* [EXERCISE INSTRUCTIONS]: Print each record below word for word.

+++

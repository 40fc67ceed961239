pub mod merkle_root;
pub mod mimc;
pub mod semaphore;
//! Groth16-over-BN254 prover adapter built on arkworks.

use ark_bn254::{Bn254, Fr};
use ark_ff::{Field, Zero};
use ark_groth16::{prepare_verifying_key, Groth16, PreparedVerifyingKey, Proof, ProvingKey};
use ark_serialize::{CanonicalDeserialize, CanonicalSerialize};
use rand::{CryptoRng, RngCore};

use crate::circuits::merkle_root::MAX_DEPTH;
use crate::circuits::semaphore::SemaphoreCircuit;
use crate::domain::identity::secret_in_range;
use crate::domain::signal::{Signal, SignalProof};
use crate::domain::tree::MerkleProof;
use crate::ports::prover::{Prover, ProverError};

/// In-process Groth16 prover holding the keys produced by setup.
///
/// The keys are immutable after setup and safe to share.
pub struct Groth16Prover {
    pk: ProvingKey<Bn254>,
    pvk: PreparedVerifyingKey<Bn254>,
}

impl Groth16Prover {
    /// Compile the Semaphore circuit and run the Groth16 setup.
    ///
    /// The randomness source (and with it the toxic waste) is the
    /// caller's concern.
    pub fn setup<R: RngCore + CryptoRng>(rng: &mut R) -> Result<Self, ProverError> {
        tracing::info!("running groth16 setup for the semaphore circuit");
        let pk = Groth16::<Bn254>::generate_random_parameters_with_reduction(
            SemaphoreCircuit::blank(),
            rng,
        )?;
        let pvk = prepare_verifying_key(&pk.vk);
        Ok(Self { pk, pvk })
    }

    pub fn proving_key(&self) -> &ProvingKey<Bn254> {
        &self.pk
    }

    pub fn prepared_verifying_key(&self) -> &PreparedVerifyingKey<Bn254> {
        &self.pvk
    }

    /// Assemble the circuit witness from a merkle proof and the claimed
    /// signal. Suppressed promotion levels are padded with zero siblings
    /// and left bits; the declared proof length masks the padding.
    fn build_circuit(
        secret: Fr,
        merkle_proof: &MerkleProof,
        signal: &Signal,
    ) -> Result<SemaphoreCircuit, ProverError> {
        if !secret_in_range(&secret) {
            return Err(ProverError::SecretOutOfRange);
        }
        if merkle_proof.path.len() != merkle_proof.siblings.len() {
            return Err(ProverError::MalformedProof(
                "path and siblings length mismatch",
            ));
        }
        if merkle_proof.siblings.len() > MAX_DEPTH {
            return Err(ProverError::ProofTooDeep(merkle_proof.siblings.len()));
        }

        let mut path = [false; MAX_DEPTH];
        let mut siblings = [Fr::zero(); MAX_DEPTH];
        for (i, (bit, sibling)) in merkle_proof
            .path
            .iter()
            .zip(&merkle_proof.siblings)
            .enumerate()
        {
            path[i] = *bit == 1;
            siblings[i] = *sibling;
        }

        Ok(SemaphoreCircuit {
            secret,
            proof_length: merkle_proof.path.len() as u64,
            path,
            siblings,
            message: signal.message,
            scope: signal.scope,
            dummy_square: signal.message.square(),
            merkle_root: signal.merkle_root,
            nullifier: signal.nullifier,
        })
    }
}

impl Prover for Groth16Prover {
    fn prove(
        &self,
        secret: Fr,
        merkle_proof: &MerkleProof,
        signal: &Signal,
    ) -> Result<SignalProof, ProverError> {
        let circuit = Self::build_circuit(secret, merkle_proof, signal)?;

        tracing::debug!(levels = merkle_proof.path.len(), "generating signal proof");
        let mut rng = rand::thread_rng();
        let proof =
            Groth16::<Bn254>::create_random_proof_with_reduction(circuit, &self.pk, &mut rng)?;

        let mut bytes = Vec::new();
        proof.serialize_compressed(&mut bytes)?;

        Ok(SignalProof {
            proof: bytes,
            public_inputs: *signal,
        })
    }

    fn verify(&self, proof: &SignalProof) -> Result<bool, ProverError> {
        let groth16_proof = Proof::<Bn254>::deserialize_compressed(proof.proof.as_slice())?;
        let inputs = proof.public_inputs.to_public_inputs();
        Ok(Groth16::<Bn254>::verify_proof(
            &self.pvk,
            &groth16_proof,
            &inputs,
        )?)
    }
}
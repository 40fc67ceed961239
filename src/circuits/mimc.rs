//! In-circuit MiMC, the constraint-system counterpart of
//! [`crate::crypto::mimc`].
//!
//! Both sides share one round-constant table, so hashing `k` circuit
//! variables is equivalent to hashing `k` field elements for any witness
//! assignment.

use ark_bn254::Fr;
use ark_r1cs_std::fields::fp::FpVar;
use ark_r1cs_std::prelude::*;
use ark_relations::r1cs::SynthesisError;

use crate::crypto::mimc::round_constants;

fn encrypt_var(h: &FpVar<Fr>, block: &FpVar<Fr>) -> Result<FpVar<Fr>, SynthesisError> {
    let mut x = block.clone();
    for constant in round_constants() {
        let t = &x + h + FpVar::constant(*constant);
        x = t.square()?.square()? * &t;
    }
    Ok(x + h)
}

/// Hash a sequence of circuit variables with the MiMC sponge.
pub fn hash_var(inputs: &[FpVar<Fr>]) -> Result<FpVar<Fr>, SynthesisError> {
    let mut h = FpVar::zero();
    for block in inputs {
        let enc = encrypt_var(&h, block)?;
        h = enc + &h + block;
    }
    Ok(h)
}

#[cfg(test)]
mod tests {
    use ark_relations::r1cs::ConstraintSystem;

    use super::*;
    use crate::crypto::mimc::mimc_hash;

    #[test]
    fn gadget_matches_native_hash() {
        let inputs = [Fr::from(8386u64), Fr::from(42u64)];

        for k in 1..=inputs.len() {
            let cs = ConstraintSystem::<Fr>::new_ref();
            let vars: Vec<FpVar<Fr>> = inputs[..k]
                .iter()
                .map(|x| FpVar::new_witness(cs.clone(), || Ok(*x)).unwrap())
                .collect();

            let out = hash_var(&vars).unwrap();
            assert_eq!(out.value().unwrap(), mimc_hash(&inputs[..k]));
            assert!(cs.is_satisfied().unwrap());
        }
    }
}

+++

* [TASK RESULT]:
repository 40fc67ceed961239
pub mod merkle_root;
pub mod mimc;
pub mod semaphore;
//! Groth16-over-BN254 prover adapter built on arkworks.

use ark_bn254::{Bn254, Fr};
use ark_ff::{Field, Zero};
use ark_groth16::{prepare_verifying_key, Groth16, PreparedVerifyingKey, Proof, ProvingKey};
use ark_serialize::{CanonicalDeserialize, CanonicalSerialize};
use rand::{CryptoRng, RngCore};

use crate::circuits::merkle_root::MAX_DEPTH;
use crate::circuits::semaphore::SemaphoreCircuit;
use crate::domain::identity::secret_in_range;
use crate::domain::signal::{Signal, SignalProof};
use crate::domain::tree::MerkleProof;
use crate::ports::prover::{Prover, ProverError};

/// In-process Groth16 prover holding the keys produced by setup.
///
/// The keys are immutable after setup and safe to share.
pub struct Groth16Prover {
    pk: ProvingKey<Bn254>,
    pvk: PreparedVerifyingKey<Bn254>,
}

impl Groth16Prover {
    /// Compile the Semaphore circuit and run the Groth16 setup.
    ///
    /// The randomness source (and with it the toxic waste) is the
    /// caller's concern.
    pub fn setup<R: RngCore + CryptoRng>(rng: &mut R) -> Result<Self, ProverError> {
        tracing::info!("running groth16 setup for the semaphore circuit");
        let pk = Groth16::<Bn254>::generate_random_parameters_with_reduction(
            SemaphoreCircuit::blank(),
            rng,
        )?;
        let pvk = prepare_verifying_key(&pk.vk);
        Ok(Self { pk, pvk })
    }

    pub fn proving_key(&self) -> &ProvingKey<Bn254> {
        &self.pk
    }

    pub fn prepared_verifying_key(&self) -> &PreparedVerifyingKey<Bn254> {
        &self.pvk
    }

    /// Assemble the circuit witness from a merkle proof and the claimed
    /// signal. Suppressed promotion levels are padded with zero siblings
    /// and left bits; the declared proof length masks the padding.
    fn build_circuit(
        secret: Fr,
        merkle_proof: &MerkleProof,
        signal: &Signal,
    ) -> Result<SemaphoreCircuit, ProverError> {
        if !secret_in_range(&secret) {
            return Err(ProverError::SecretOutOfRange);
        }
        if merkle_proof.path.len() != merkle_proof.siblings.len() {
            return Err(ProverError::MalformedProof(
                "path and siblings length mismatch",
            ));
        }
        if merkle_proof.siblings.len() > MAX_DEPTH {
            return Err(ProverError::ProofTooDeep(merkle_proof.siblings.len()));
        }

        let mut path = [false; MAX_DEPTH];
        let mut siblings = [Fr::zero(); MAX_DEPTH];
        for (i, (bit, sibling)) in merkle_proof
            .path
            .iter()
            .zip(&merkle_proof.siblings)
            .enumerate()
        {
            path[i] = *bit == 1;
            siblings[i] = *sibling;
        }

        Ok(SemaphoreCircuit {
            secret,
            proof_length: merkle_proof.path.len() as u64,
            path,
            siblings,
            message: signal.message,
            scope: signal.scope,
            dummy_square: signal.message.square(),
            merkle_root: signal.merkle_root,
            nullifier: signal.nullifier,
        })
    }
}

impl Prover for Groth16Prover {
    fn prove(
        &self,
        secret: Fr,
        merkle_proof: &MerkleProof,
        signal: &Signal,
    ) -> Result<SignalProof, ProverError> {
        let circuit = Self::build_circuit(secret, merkle_proof, signal)?;

        tracing::debug!(levels = merkle_proof.path.len(), "generating signal proof");
        let mut rng = rand::thread_rng();
        let proof =
            Groth16::<Bn254>::create_random_proof_with_reduction(circuit, &self.pk, &mut rng)?;

        let mut bytes = Vec::new();
        proof.serialize_compressed(&mut bytes)?;

        Ok(SignalProof {
            proof: bytes,
            public_inputs: *signal,
        })
    }

    fn verify(&self, proof: &SignalProof) -> Result<bool, ProverError> {
        let groth16_proof = Proof::<Bn254>::deserialize_compressed(proof.proof.as_slice())?;
        let inputs = proof.public_inputs.to_public_inputs();
        Ok(Groth16::<Bn254>::verify_proof(
            &self.pvk,
            &groth16_proof,
            &inputs,
        )?)
    }
}
repository 40fc67ceed961239
filename src/circuits/mimc.rs
//! In-circuit MiMC, the constraint-system counterpart of
//! [`crate::crypto::mimc`].
//!
//! Both sides share one round-constant table, so hashing `k` circuit
//! variables is equivalent to hashing `k` field elements for any witness
//! assignment.

use ark_bn254::Fr;
use ark_r1cs_std::fields::fp::FpVar;
use ark_r1cs_std::prelude::*;
use ark_relations::r1cs::SynthesisError;

use crate::crypto::mimc::round_constants;

fn encrypt_var(h: &FpVar<Fr>, block: &FpVar<Fr>) -> Result<FpVar<Fr>, SynthesisError> {
    let mut x = block.clone();
    for constant in round_constants() {
        let t = &x + h + FpVar::constant(*constant);
        x = t.square()?.square()? * &t;
    }
    Ok(x + h)
}

/// Hash a sequence of circuit variables with the MiMC sponge.
pub fn hash_var(inputs: &[FpVar<Fr>]) -> Result<FpVar<Fr>, SynthesisError> {
    let mut h = FpVar::zero();
    for block in inputs {
        let enc = encrypt_var(&h, block)?;
        h = enc + &h + block;
    }
    Ok(h)
}

#[cfg(test)]
mod tests {
    use ark_relations::r1cs::ConstraintSystem;

    use super::*;
    use crate::crypto::mimc::mimc_hash;

    #[test]
    fn gadget_matches_native_hash() {
        let inputs = [Fr::from(8386u64), Fr::from(42u64)];

        for k in 1..=inputs.len() {
            let cs = ConstraintSystem::<Fr>::new_ref();
            let vars: Vec<FpVar<Fr>> = inputs[..k]
                .iter()
                .map(|x| FpVar::new_witness(cs.clone(), || Ok(*x)).unwrap())
                .collect();

            let out = hash_var(&vars).unwrap();
            assert_eq!(out.value().unwrap(), mimc_hash(&inputs[..k]));
            assert!(cs.is_satisfied().unwrap());
        }
    }
}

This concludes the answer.